▶ **INSTRUCTIONS TO FOLLOW**
Would you write out the data below exactly, with every line intact?

------------------------

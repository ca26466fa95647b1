//! Error types for the assembly orchestrator.

use crate::Stage;
use thiserror::Error;

/// Cross-consistency violation detected before packaging.
#[derive(Debug, Error)]
pub enum ValidationError {
    /// The simulation name cannot be used as a directory name.
    #[error("invalid simulation name {0:?}: must be non-empty without whitespace or path separators")]
    InvalidName(String),

    /// The point of interest lies outside the coordinate frame.
    #[error("point of interest ({x}, {y}) lies outside the frame extent")]
    PoiOutsideFrame {
        /// POI easting.
        x: f64,
        /// POI northing.
        y: f64,
    },

    /// The produced rasters do not share one frame geometry.
    #[error("raster frames differ: elevation is {elevation}, land cover is {land_cover}")]
    FrameMismatch {
        /// Elevation frame description.
        elevation: String,
        /// Land-cover frame description.
        land_cover: String,
    },

    /// A land-cover code in the grid has no legend entry.
    #[error("land-cover legend is missing an entry for code {0}")]
    LegendUnresolved(i32),

    /// No forcing station survived selection.
    #[error("no forcing station selected")]
    NoStations,
}

/// Failure of one pipeline stage.
#[derive(Debug, Error)]
pub enum StageError {
    /// Grid or region failure.
    #[error(transparent)]
    Grid(#[from] a3dprep_grid::GridError),

    /// Elevation provider failure.
    #[error(transparent)]
    Dem(#[from] a3dprep_dem::DemError),

    /// Land-cover provider failure.
    #[error(transparent)]
    LandCover(#[from] a3dprep_landcover::LandCoverError),

    /// Station selection failure.
    #[error(transparent)]
    Station(#[from] a3dprep_stations::StationError),

    /// Package validation failure.
    #[error(transparent)]
    Validation(#[from] ValidationError),

    /// I/O failure writing the package.
    #[error("I/O error: {0}")]
    Io(#[from] std::io::Error),

    /// The run was cancelled cooperatively.
    #[error("run cancelled")]
    Cancelled,
}

/// A failed assembly run: which stage failed and why.
#[derive(Debug, Error)]
#[error("assembly failed during stage {stage}: {source}")]
pub struct AssemblyError {
    /// Stage whose work failed.
    pub stage: Stage,
    /// Underlying failure.
    #[source]
    pub source: StageError,
}

impl AssemblyError {
    /// Whether the failure was a cooperative cancellation.
    pub fn is_cancelled(&self) -> bool {
        matches!(self.source, StageError::Cancelled)
    }
}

------------------------

▶ **ANSWER FOR THIS EXERCISE**
repository ca26466fa95647b1
//! Error types for the assembly orchestrator.

use crate::Stage;
use thiserror::Error;

/// Cross-consistency violation detected before packaging.
#[derive(Debug, Error)]
pub enum ValidationError {
    /// The simulation name cannot be used as a directory name.
    #[error("invalid simulation name {0:?}: must be non-empty without whitespace or path separators")]
    InvalidName(String),

    /// The point of interest lies outside the coordinate frame.
    #[error("point of interest ({x}, {y}) lies outside the frame extent")]
    PoiOutsideFrame {
        /// POI easting.
        x: f64,
        /// POI northing.
        y: f64,
    },

    /// The produced rasters do not share one frame geometry.
    #[error("raster frames differ: elevation is {elevation}, land cover is {land_cover}")]
    FrameMismatch {
        /// Elevation frame description.
        elevation: String,
        /// Land-cover frame description.
        land_cover: String,
    },

    /// A land-cover code in the grid has no legend entry.
    #[error("land-cover legend is missing an entry for code {0}")]
    LegendUnresolved(i32),

    /// No forcing station survived selection.
    #[error("no forcing station selected")]
    NoStations,
}

/// Failure of one pipeline stage.
#[derive(Debug, Error)]
pub enum StageError {
    /// Grid or region failure.
    #[error(transparent)]
    Grid(#[from] a3dprep_grid::GridError),

    /// Elevation provider failure.
    #[error(transparent)]
    Dem(#[from] a3dprep_dem::DemError),

    /// Land-cover provider failure.
    #[error(transparent)]
    LandCover(#[from] a3dprep_landcover::LandCoverError),

    /// Station selection failure.
    #[error(transparent)]
    Station(#[from] a3dprep_stations::StationError),

    /// Package validation failure.
    #[error(transparent)]
    Validation(#[from] ValidationError),

    /// I/O failure writing the package.
    #[error("I/O error: {0}")]
    Io(#[from] std::io::Error),

    /// The run was cancelled cooperatively.
    #[error("run cancelled")]
    Cancelled,
}

/// A failed assembly run: which stage failed and why.
#[derive(Debug, Error)]
#[error("assembly failed during stage {stage}: {source}")]
pub struct AssemblyError {
    /// Stage whose work failed.
    pub stage: Stage,
    /// Underlying failure.
    #[source]
    pub source: StageError,
}

impl AssemblyError {
    /// Whether the failure was a cooperative cancellation.
    pub fn is_cancelled(&self) -> bool {
        matches!(self.source, StageError::Cancelled)
    }
}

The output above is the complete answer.